START Dataset excerpts
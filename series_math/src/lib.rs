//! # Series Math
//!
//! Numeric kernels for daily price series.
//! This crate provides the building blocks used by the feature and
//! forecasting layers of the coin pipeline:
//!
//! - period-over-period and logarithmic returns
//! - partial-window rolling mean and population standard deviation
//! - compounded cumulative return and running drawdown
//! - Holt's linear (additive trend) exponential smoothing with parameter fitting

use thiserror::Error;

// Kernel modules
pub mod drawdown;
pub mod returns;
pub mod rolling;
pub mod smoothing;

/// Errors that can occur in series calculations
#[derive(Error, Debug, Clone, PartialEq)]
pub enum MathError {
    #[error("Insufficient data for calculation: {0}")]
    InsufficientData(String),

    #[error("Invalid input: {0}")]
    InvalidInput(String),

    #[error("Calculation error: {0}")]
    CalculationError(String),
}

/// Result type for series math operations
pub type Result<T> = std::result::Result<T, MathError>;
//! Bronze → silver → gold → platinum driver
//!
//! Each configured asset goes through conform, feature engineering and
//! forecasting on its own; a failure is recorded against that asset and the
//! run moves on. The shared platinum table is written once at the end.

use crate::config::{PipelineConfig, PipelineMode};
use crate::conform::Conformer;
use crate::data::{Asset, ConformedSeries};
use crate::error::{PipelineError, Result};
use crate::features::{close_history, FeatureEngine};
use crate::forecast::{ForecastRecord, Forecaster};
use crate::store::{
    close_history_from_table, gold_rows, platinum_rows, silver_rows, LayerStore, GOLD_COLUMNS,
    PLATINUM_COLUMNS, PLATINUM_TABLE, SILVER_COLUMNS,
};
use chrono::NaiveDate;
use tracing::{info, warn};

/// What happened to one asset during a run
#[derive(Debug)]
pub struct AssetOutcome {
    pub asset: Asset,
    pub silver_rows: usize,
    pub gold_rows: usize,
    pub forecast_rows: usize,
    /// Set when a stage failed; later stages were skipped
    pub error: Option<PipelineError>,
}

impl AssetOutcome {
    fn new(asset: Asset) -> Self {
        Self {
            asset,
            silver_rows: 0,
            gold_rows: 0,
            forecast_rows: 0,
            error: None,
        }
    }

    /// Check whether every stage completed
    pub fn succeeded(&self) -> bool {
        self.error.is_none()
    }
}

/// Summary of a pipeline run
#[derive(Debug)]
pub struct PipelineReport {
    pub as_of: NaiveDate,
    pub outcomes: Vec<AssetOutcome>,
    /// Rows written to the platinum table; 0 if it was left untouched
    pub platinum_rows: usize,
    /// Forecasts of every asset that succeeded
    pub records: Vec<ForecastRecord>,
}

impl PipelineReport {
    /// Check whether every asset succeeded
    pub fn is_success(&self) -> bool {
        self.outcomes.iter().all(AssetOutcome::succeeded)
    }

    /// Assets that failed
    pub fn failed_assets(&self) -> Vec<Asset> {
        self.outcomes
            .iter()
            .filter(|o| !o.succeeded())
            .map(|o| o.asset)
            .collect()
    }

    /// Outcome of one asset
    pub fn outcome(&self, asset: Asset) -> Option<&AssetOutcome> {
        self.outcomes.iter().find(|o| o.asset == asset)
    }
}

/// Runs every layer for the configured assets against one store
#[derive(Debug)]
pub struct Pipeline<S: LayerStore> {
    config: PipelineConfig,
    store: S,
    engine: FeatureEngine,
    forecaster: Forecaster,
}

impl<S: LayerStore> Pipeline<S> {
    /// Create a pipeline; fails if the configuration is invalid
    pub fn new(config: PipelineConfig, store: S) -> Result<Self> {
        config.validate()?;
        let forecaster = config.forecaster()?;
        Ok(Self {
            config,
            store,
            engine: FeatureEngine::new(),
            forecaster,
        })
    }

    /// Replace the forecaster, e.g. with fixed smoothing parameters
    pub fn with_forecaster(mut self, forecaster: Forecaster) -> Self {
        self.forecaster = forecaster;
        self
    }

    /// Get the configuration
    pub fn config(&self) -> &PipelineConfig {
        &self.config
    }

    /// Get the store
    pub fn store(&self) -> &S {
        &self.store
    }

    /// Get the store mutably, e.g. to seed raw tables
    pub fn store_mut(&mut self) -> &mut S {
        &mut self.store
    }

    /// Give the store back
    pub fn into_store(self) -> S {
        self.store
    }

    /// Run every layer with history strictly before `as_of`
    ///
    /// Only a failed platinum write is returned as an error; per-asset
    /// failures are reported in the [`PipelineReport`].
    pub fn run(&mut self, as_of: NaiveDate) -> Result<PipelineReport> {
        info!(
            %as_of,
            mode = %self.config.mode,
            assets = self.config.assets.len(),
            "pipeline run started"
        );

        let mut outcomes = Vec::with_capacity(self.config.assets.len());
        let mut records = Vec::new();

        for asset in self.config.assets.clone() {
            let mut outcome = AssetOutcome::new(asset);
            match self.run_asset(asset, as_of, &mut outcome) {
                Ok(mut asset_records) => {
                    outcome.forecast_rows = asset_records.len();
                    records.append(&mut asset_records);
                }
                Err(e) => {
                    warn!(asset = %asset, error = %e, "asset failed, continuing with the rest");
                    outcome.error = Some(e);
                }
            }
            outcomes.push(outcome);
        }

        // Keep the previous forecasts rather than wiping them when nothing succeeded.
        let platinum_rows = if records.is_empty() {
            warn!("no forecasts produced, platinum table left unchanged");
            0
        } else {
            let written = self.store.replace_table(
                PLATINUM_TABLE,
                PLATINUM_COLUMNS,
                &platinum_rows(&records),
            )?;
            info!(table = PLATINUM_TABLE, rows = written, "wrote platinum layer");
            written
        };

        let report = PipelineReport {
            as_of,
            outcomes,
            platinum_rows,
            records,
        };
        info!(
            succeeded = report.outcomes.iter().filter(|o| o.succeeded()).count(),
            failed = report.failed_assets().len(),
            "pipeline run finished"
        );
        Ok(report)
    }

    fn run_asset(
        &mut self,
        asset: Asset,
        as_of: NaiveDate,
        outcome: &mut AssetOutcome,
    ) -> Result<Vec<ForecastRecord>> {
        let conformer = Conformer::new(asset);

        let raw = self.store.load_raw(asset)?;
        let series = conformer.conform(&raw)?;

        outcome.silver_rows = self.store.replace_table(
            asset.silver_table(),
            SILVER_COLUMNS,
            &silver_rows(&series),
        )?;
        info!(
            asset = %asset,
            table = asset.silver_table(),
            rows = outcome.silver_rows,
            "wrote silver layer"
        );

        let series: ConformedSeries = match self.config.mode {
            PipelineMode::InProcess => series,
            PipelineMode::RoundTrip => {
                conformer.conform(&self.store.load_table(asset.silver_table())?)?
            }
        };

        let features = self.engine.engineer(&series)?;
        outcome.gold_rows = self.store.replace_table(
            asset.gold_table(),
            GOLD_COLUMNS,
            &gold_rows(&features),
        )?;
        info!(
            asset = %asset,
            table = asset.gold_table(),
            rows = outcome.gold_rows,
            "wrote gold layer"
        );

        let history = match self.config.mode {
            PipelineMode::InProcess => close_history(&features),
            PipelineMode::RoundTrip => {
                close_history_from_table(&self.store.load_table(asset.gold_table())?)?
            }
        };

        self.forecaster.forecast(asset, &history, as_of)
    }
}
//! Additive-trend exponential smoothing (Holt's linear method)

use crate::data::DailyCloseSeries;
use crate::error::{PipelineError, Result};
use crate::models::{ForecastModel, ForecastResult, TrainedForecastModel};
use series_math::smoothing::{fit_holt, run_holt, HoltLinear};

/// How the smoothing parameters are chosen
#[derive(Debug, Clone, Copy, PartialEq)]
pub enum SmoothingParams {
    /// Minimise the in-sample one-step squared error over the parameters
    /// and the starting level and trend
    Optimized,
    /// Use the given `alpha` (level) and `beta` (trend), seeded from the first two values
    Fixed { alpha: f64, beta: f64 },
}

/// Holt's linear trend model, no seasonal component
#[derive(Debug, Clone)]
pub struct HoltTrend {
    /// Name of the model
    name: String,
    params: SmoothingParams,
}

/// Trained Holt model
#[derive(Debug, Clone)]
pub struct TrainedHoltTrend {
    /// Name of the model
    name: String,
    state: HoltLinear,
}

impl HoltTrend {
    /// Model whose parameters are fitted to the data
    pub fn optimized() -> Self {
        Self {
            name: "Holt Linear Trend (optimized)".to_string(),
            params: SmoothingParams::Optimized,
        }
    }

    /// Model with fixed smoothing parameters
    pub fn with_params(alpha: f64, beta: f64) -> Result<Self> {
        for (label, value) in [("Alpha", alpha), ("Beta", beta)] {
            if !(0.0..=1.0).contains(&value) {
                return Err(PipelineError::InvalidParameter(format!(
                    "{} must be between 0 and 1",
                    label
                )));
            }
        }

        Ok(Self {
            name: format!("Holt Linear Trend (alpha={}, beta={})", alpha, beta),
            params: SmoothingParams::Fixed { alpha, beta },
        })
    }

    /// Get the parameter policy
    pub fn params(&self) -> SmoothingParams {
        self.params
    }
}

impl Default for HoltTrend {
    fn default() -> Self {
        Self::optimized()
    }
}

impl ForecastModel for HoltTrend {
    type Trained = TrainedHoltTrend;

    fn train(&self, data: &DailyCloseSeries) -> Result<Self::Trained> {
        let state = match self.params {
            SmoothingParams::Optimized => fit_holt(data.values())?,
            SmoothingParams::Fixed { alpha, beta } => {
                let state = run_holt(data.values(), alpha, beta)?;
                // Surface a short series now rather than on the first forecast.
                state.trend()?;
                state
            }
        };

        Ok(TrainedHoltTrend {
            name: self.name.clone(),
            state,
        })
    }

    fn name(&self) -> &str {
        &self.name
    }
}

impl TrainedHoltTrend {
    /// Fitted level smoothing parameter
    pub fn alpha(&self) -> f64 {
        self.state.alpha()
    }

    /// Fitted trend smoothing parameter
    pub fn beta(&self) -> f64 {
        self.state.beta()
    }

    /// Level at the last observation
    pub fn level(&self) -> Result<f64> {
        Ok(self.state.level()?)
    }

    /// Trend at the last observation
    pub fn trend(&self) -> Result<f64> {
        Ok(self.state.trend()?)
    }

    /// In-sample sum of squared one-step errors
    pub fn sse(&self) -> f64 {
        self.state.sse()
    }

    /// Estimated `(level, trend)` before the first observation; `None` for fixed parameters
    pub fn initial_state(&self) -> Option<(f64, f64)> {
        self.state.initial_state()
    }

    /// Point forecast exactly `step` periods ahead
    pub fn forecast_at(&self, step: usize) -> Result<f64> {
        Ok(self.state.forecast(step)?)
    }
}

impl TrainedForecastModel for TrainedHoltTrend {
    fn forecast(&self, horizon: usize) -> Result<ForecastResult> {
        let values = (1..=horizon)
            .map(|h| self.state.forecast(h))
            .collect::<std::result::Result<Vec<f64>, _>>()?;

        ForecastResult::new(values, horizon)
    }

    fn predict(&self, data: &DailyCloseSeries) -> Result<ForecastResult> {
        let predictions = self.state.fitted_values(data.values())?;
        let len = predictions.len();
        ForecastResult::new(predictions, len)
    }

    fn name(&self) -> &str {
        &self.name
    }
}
END Dataset excerpts
* [Activity]
The lines above that hold the string "ForecastResult" are to be located and copied.

* [Result of the exercise]
use crate::models::{ForecastModel, ForecastResult, TrainedForecastModel};
    fn forecast(&self, horizon: usize) -> Result<ForecastResult> {
        ForecastResult::new(values, horizon)
    fn predict(&self, data: &DailyCloseSeries) -> Result<ForecastResult> {
        ForecastResult::new(predictions, len)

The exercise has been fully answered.